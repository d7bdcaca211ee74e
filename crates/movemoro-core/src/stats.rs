//! Aggregate statistics over recorded sessions and exercises.
//!
//! Day boundaries and hours are taken in the timezone of the `now`
//! argument, so callers pass `Local::now()` and tests pass a fixed offset.

use std::collections::{BTreeMap, HashSet};

use chrono::{DateTime, NaiveDate, TimeZone, Timelike};
use serde::{Deserialize, Serialize};

use crate::exercise::Category;
use crate::storage::{ExerciseRecord, SessionRecord};

#[derive(Debug, Clone, Default, PartialEq, Eq, Serialize, Deserialize)]
pub struct Stats {
    /// Completed work intervals.
    pub total_sessions: u64,
    pub today_sessions: u64,
    pub total_focus_secs: u64,
    pub today_focus_secs: u64,
    pub total_break_secs: u64,
    pub exercises_completed: u64,
    pub unique_exercises: u64,
    pub extensions_granted: u64,
    pub bonus_break_secs: u64,
    /// Most work intervals completed on a single day.
    pub best_day_sessions: u64,
    /// Earliest local hour (0-23) a work interval was completed.
    pub earliest_hour: Option<u32>,
    /// Latest local hour (0-23) a work interval was completed.
    pub latest_hour: Option<u32>,
}

impl Stats {
    pub fn from_records<Tz: TimeZone>(
        sessions: &[SessionRecord],
        exercises: &[ExerciseRecord],
        now: &DateTime<Tz>,
    ) -> Self {
        let tz = now.timezone();
        let today = now.date_naive();
        let mut stats = Stats::default();
        let mut per_day: BTreeMap<NaiveDate, u64> = BTreeMap::new();

        for session in sessions {
            if session.mode.is_break() {
                stats.total_break_secs += session.duration_secs;
                continue;
            }
            let local = session.completed_at.with_timezone(&tz);
            let day = local.date_naive();
            let hour = local.hour();

            stats.total_sessions += 1;
            stats.total_focus_secs += session.duration_secs;
            if day == today {
                stats.today_sessions += 1;
                stats.today_focus_secs += session.duration_secs;
            }
            *per_day.entry(day).or_default() += 1;
            stats.earliest_hour = Some(stats.earliest_hour.map_or(hour, |h| h.min(hour)));
            stats.latest_hour = Some(stats.latest_hour.map_or(hour, |h| h.max(hour)));
        }
        stats.best_day_sessions = per_day.values().copied().max().unwrap_or(0);

        let mut unique = HashSet::new();
        for exercise in exercises {
            stats.exercises_completed += 1;
            unique.insert(exercise.exercise_id.as_str());
            if exercise.kind == Category::Extension {
                stats.extensions_granted += 1;
                stats.bonus_break_secs += exercise.bonus_secs;
            }
        }
        stats.unique_exercises = unique.len() as u64;
        stats
    }

    pub fn total_focus_hours(&self) -> f64 {
        self.total_focus_secs as f64 / 3600.0
    }
}

#[cfg(test)]
mod tests {
    use super::*;
    use crate::session::Mode;
    use chrono::{FixedOffset, Utc};

    fn at(rfc3339: &str) -> DateTime<Utc> {
        DateTime::parse_from_rfc3339(rfc3339)
            .unwrap()
            .with_timezone(&Utc)
    }

    fn session(mode: Mode, secs: u64, when: &str) -> SessionRecord {
        SessionRecord {
            id: 0,
            mode,
            duration_secs: secs,
            completed_at: at(when),
        }
    }

    fn exercise(id: &str, kind: Category, bonus: u64) -> ExerciseRecord {
        ExerciseRecord {
            id: 0,
            exercise_id: id.into(),
            name: id.into(),
            kind,
            bonus_secs: bonus,
            completed_at: at("2026-03-02T10:00:00Z"),
        }
    }

    #[test]
    fn empty_records_give_zeroes() {
        let stats = Stats::from_records(&[], &[], &Utc::now());
        assert_eq!(stats, Stats::default());
    }

    #[test]
    fn aggregates_sessions_by_local_day() {
        let sessions = vec![
            session(Mode::Work, 1500, "2026-03-01T23:30:00Z"),
            session(Mode::Break, 300, "2026-03-01T23:35:00Z"),
            session(Mode::Work, 1500, "2026-03-02T09:00:00Z"),
            session(Mode::LongBreak, 900, "2026-03-02T09:20:00Z"),
            session(Mode::Work, 600, "2026-03-02T12:00:00Z"),
        ];
        // UTC+2: every work interval falls on 2 March.
        let tz = FixedOffset::east_opt(2 * 3600).unwrap();
        let now = at("2026-03-02T18:00:00Z").with_timezone(&tz);
        let stats = Stats::from_records(&sessions, &[], &now);

        assert_eq!(stats.total_sessions, 3);
        assert_eq!(stats.today_sessions, 3);
        assert_eq!(stats.best_day_sessions, 3);
        assert_eq!(stats.total_focus_secs, 3600);
        assert_eq!(stats.total_break_secs, 1200);
        assert_eq!(stats.earliest_hour, Some(1));
        assert_eq!(stats.latest_hour, Some(14));
        assert!((stats.total_focus_hours() - 1.0).abs() < f64::EPSILON);
    }

    #[test]
    fn counts_exercises_and_extensions() {
        let exercises = vec![
            exercise("home-lunges", Category::Snack, 0),
            exercise("home-lunges", Category::Snack, 0),
            exercise("ext-yoga-flow", Category::Extension, 240),
        ];
        let stats = Stats::from_records(&[], &exercises, &Utc::now());
        assert_eq!(stats.exercises_completed, 3);
        assert_eq!(stats.unique_exercises, 2);
        assert_eq!(stats.extensions_granted, 1);
        assert_eq!(stats.bonus_break_secs, 240);
    }
}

The task: Send back every entry precisely as given.

Finished exercise:
repository d7bdcaca211ee74e
filename crates/movemoro-core/src/stats.rs
//! Aggregate statistics over recorded sessions and exercises.
//!
//! Day boundaries and hours are taken in the timezone of the `now`
//! argument, so callers pass `Local::now()` and tests pass a fixed offset.

use std::collections::{BTreeMap, HashSet};

use chrono::{DateTime, NaiveDate, TimeZone, Timelike};
use serde::{Deserialize, Serialize};

use crate::exercise::Category;
use crate::storage::{ExerciseRecord, SessionRecord};

#[derive(Debug, Clone, Default, PartialEq, Eq, Serialize, Deserialize)]
pub struct Stats {
    /// Completed work intervals.
    pub total_sessions: u64,
    pub today_sessions: u64,
    pub total_focus_secs: u64,
    pub today_focus_secs: u64,
    pub total_break_secs: u64,
    pub exercises_completed: u64,
    pub unique_exercises: u64,
    pub extensions_granted: u64,
    pub bonus_break_secs: u64,
    /// Most work intervals completed on a single day.
    pub best_day_sessions: u64,
    /// Earliest local hour (0-23) a work interval was completed.
    pub earliest_hour: Option<u32>,
    /// Latest local hour (0-23) a work interval was completed.
    pub latest_hour: Option<u32>,
}

impl Stats {
    pub fn from_records<Tz: TimeZone>(
        sessions: &[SessionRecord],
        exercises: &[ExerciseRecord],
        now: &DateTime<Tz>,
    ) -> Self {
        let tz = now.timezone();
        let today = now.date_naive();
        let mut stats = Stats::default();
        let mut per_day: BTreeMap<NaiveDate, u64> = BTreeMap::new();

        for session in sessions {
            if session.mode.is_break() {
                stats.total_break_secs += session.duration_secs;
                continue;
            }
            let local = session.completed_at.with_timezone(&tz);
            let day = local.date_naive();
            let hour = local.hour();

            stats.total_sessions += 1;
            stats.total_focus_secs += session.duration_secs;
            if day == today {
                stats.today_sessions += 1;
                stats.today_focus_secs += session.duration_secs;
            }
            *per_day.entry(day).or_default() += 1;
            stats.earliest_hour = Some(stats.earliest_hour.map_or(hour, |h| h.min(hour)));
            stats.latest_hour = Some(stats.latest_hour.map_or(hour, |h| h.max(hour)));
        }
        stats.best_day_sessions = per_day.values().copied().max().unwrap_or(0);

        let mut unique = HashSet::new();
        for exercise in exercises {
            stats.exercises_completed += 1;
            unique.insert(exercise.exercise_id.as_str());
            if exercise.kind == Category::Extension {
                stats.extensions_granted += 1;
                stats.bonus_break_secs += exercise.bonus_secs;
            }
        }
        stats.unique_exercises = unique.len() as u64;
        stats
    }

    pub fn total_focus_hours(&self) -> f64 {
        self.total_focus_secs as f64 / 3600.0
    }
}

#[cfg(test)]
mod tests {
    use super::*;
    use crate::session::Mode;
    use chrono::{FixedOffset, Utc};

    fn at(rfc3339: &str) -> DateTime<Utc> {
        DateTime::parse_from_rfc3339(rfc3339)
            .unwrap()
            .with_timezone(&Utc)
    }

    fn session(mode: Mode, secs: u64, when: &str) -> SessionRecord {
        SessionRecord {
            id: 0,
            mode,
            duration_secs: secs,
            completed_at: at(when),
        }
    }

    fn exercise(id: &str, kind: Category, bonus: u64) -> ExerciseRecord {
        ExerciseRecord {
            id: 0,
            exercise_id: id.into(),
            name: id.into(),
            kind,
            bonus_secs: bonus,
            completed_at: at("2026-03-02T10:00:00Z"),
        }
    }

    #[test]
    fn empty_records_give_zeroes() {
        let stats = Stats::from_records(&[], &[], &Utc::now());
        assert_eq!(stats, Stats::default());
    }

    #[test]
    fn aggregates_sessions_by_local_day() {
        let sessions = vec![
            session(Mode::Work, 1500, "2026-03-01T23:30:00Z"),
            session(Mode::Break, 300, "2026-03-01T23:35:00Z"),
            session(Mode::Work, 1500, "2026-03-02T09:00:00Z"),
            session(Mode::LongBreak, 900, "2026-03-02T09:20:00Z"),
            session(Mode::Work, 600, "2026-03-02T12:00:00Z"),
        ];
        // UTC+2: every work interval falls on 2 March.
        let tz = FixedOffset::east_opt(2 * 3600).unwrap();
        let now = at("2026-03-02T18:00:00Z").with_timezone(&tz);
        let stats = Stats::from_records(&sessions, &[], &now);

        assert_eq!(stats.total_sessions, 3);
        assert_eq!(stats.today_sessions, 3);
        assert_eq!(stats.best_day_sessions, 3);
        assert_eq!(stats.total_focus_secs, 3600);
        assert_eq!(stats.total_break_secs, 1200);
        assert_eq!(stats.earliest_hour, Some(1));
        assert_eq!(stats.latest_hour, Some(14));
        assert!((stats.total_focus_hours() - 1.0).abs() < f64::EPSILON);
    }

    #[test]
    fn counts_exercises_and_extensions() {
        let exercises = vec![
            exercise("home-lunges", Category::Snack, 0),
            exercise("home-lunges", Category::Snack, 0),
            exercise("ext-yoga-flow", Category::Extension, 240),
        ];
        let stats = Stats::from_records(&[], &exercises, &Utc::now());
        assert_eq!(stats.exercises_completed, 3);
        assert_eq!(stats.unique_exercises, 2);
        assert_eq!(stats.extensions_granted, 1);
        assert_eq!(stats.bonus_break_secs, 240);
    }
}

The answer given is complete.